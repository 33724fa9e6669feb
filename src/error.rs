use std::fmt;
use thiserror::Error as TError;

use crate::result::MigrateResult;

/// An error occurred while planning or running a migration cycle.
///
/// Carries a partial-result pattern: when a failure happens mid-run,
/// whatever [`MigrateResult`] had been assembled so far is still reachable
/// through [`Error::result`], so a caller can inspect which migrations did
/// apply before the failure.
#[derive(Debug)]
pub struct Error {
    kind: Box<Kind>,
    result: Option<MigrateResult>,
}

impl Error {
    pub(crate) fn new(kind: Kind, result: Option<MigrateResult>) -> Error {
        Error {
            kind: Box::new(kind),
            result,
        }
    }

    /// The partial [`MigrateResult`] accumulated before this error, if any.
    pub fn result(&self) -> Option<&MigrateResult> {
        self.result.as_ref()
    }

    pub fn kind(&self) -> &Kind {
        &self.kind
    }

    /// Recover an `Error` from a boxed error that may or may not already be
    /// one, e.g. the error a [`crate::history::SchemaHistoryStore::lock`]
    /// closure returned. An `Error` put into the box by an earlier `?` comes
    /// back out unchanged; anything else is wrapped as [`Kind::Adapter`].
    pub(crate) fn from_boxed(
        err: Box<dyn std::error::Error + Send + Sync>,
        context: &str,
        result_so_far: Option<MigrateResult>,
    ) -> Error {
        match err.downcast::<Error>() {
            Ok(err) => *err,
            Err(err) => Error::new(
                Kind::Adapter {
                    context: context.to_string(),
                    source: err,
                },
                result_so_far,
            ),
        }
    }
}

impl fmt::Display for Error {
    fn fmt(&self, f: &mut fmt::Formatter<'_>) -> fmt::Result {
        write!(f, "{}", self.kind)
    }
}

impl std::error::Error for Error {
    fn source(&self) -> Option<&(dyn std::error::Error + 'static)> {
        self.kind.source()
    }
}

/// The error taxonomy this crate produces. Each variant carries the context
/// needed to build a user-facing message naming the schema and the
/// migration responsible.
#[derive(Debug, TError)]
pub enum Kind {
    /// Could not tokenize a migration script.
    #[error("could not parse migration script {script} at line {line}, column {column}: {reason}")]
    ParseError {
        script: String,
        line: usize,
        column: usize,
        reason: String,
    },

    /// Planning found a group mixing transactional and non-transactional
    /// migrations with `configuration.mixed = false`.
    #[error("migration {0} cannot be combined in a single transactional group with the other pending migrations; set `mixed` to allow it")]
    MixedTransactionalError(String),

    /// Planning observed an unignored failed row in schema history.
    #[error("detected failed migration {0} in schema history; repair required before continuing")]
    FailedMigrationPresent(String),

    /// User SQL or a procedural migration raised during execution.
    #[error("migration {migration} failed to apply to schema `{schema}`: {reason}")]
    MigrationFailed {
        schema: String,
        migration: String,
        reason: String,
    },

    /// Could not acquire the schema-history lock.
    #[error("could not acquire schema history lock for schema `{0}`")]
    LockAcquisitionFailed(String),

    /// An invalid `MigrationVersion` string.
    #[error("invalid migration version `{0}`: must be a dotted sequence of non-negative integers")]
    InvalidVersion(String),

    /// An invalid `ignoreMigrationPatterns` entry.
    #[error("invalid ignore pattern `{0}`: expected `state:behavior`")]
    InvalidIgnorePattern(String),

    /// An underlying database adapter error, wrapped with the context of
    /// what the engine was doing when it surfaced.
    #[error("{context}: {source}")]
    Adapter {
        context: String,
        #[source]
        source: Box<dyn std::error::Error + Sync + Send>,
    },
}

/// Helper trait for attaching a migration-run context and the result
/// accumulated so far to an arbitrary adapter error.
pub trait WrapMigrationError<T, E> {
    fn migration_err(self, context: &str, result_so_far: Option<&MigrateResult>) -> Result<T, Error>;
}

impl<T, E> WrapMigrationError<T, E> for Result<T, E>
where
    E: std::error::Error + Send + Sync + 'static,
{
    fn migration_err(self, context: &str, result_so_far: Option<&MigrateResult>) -> Result<T, Error> {
        match self {
            Ok(v) => Ok(v),
            Err(err) => Err(Error {
                kind: Box::new(Kind::Adapter {
                    context: context.to_string(),
                    source: Box::new(err),
                }),
                result: result_so_far.cloned(),
            }),
        }
    }
}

════════════════════

[Aim of the task]: Line count for the word "column": tally the lines of the records above that hold it and give only that figure.

[Answer box]: 2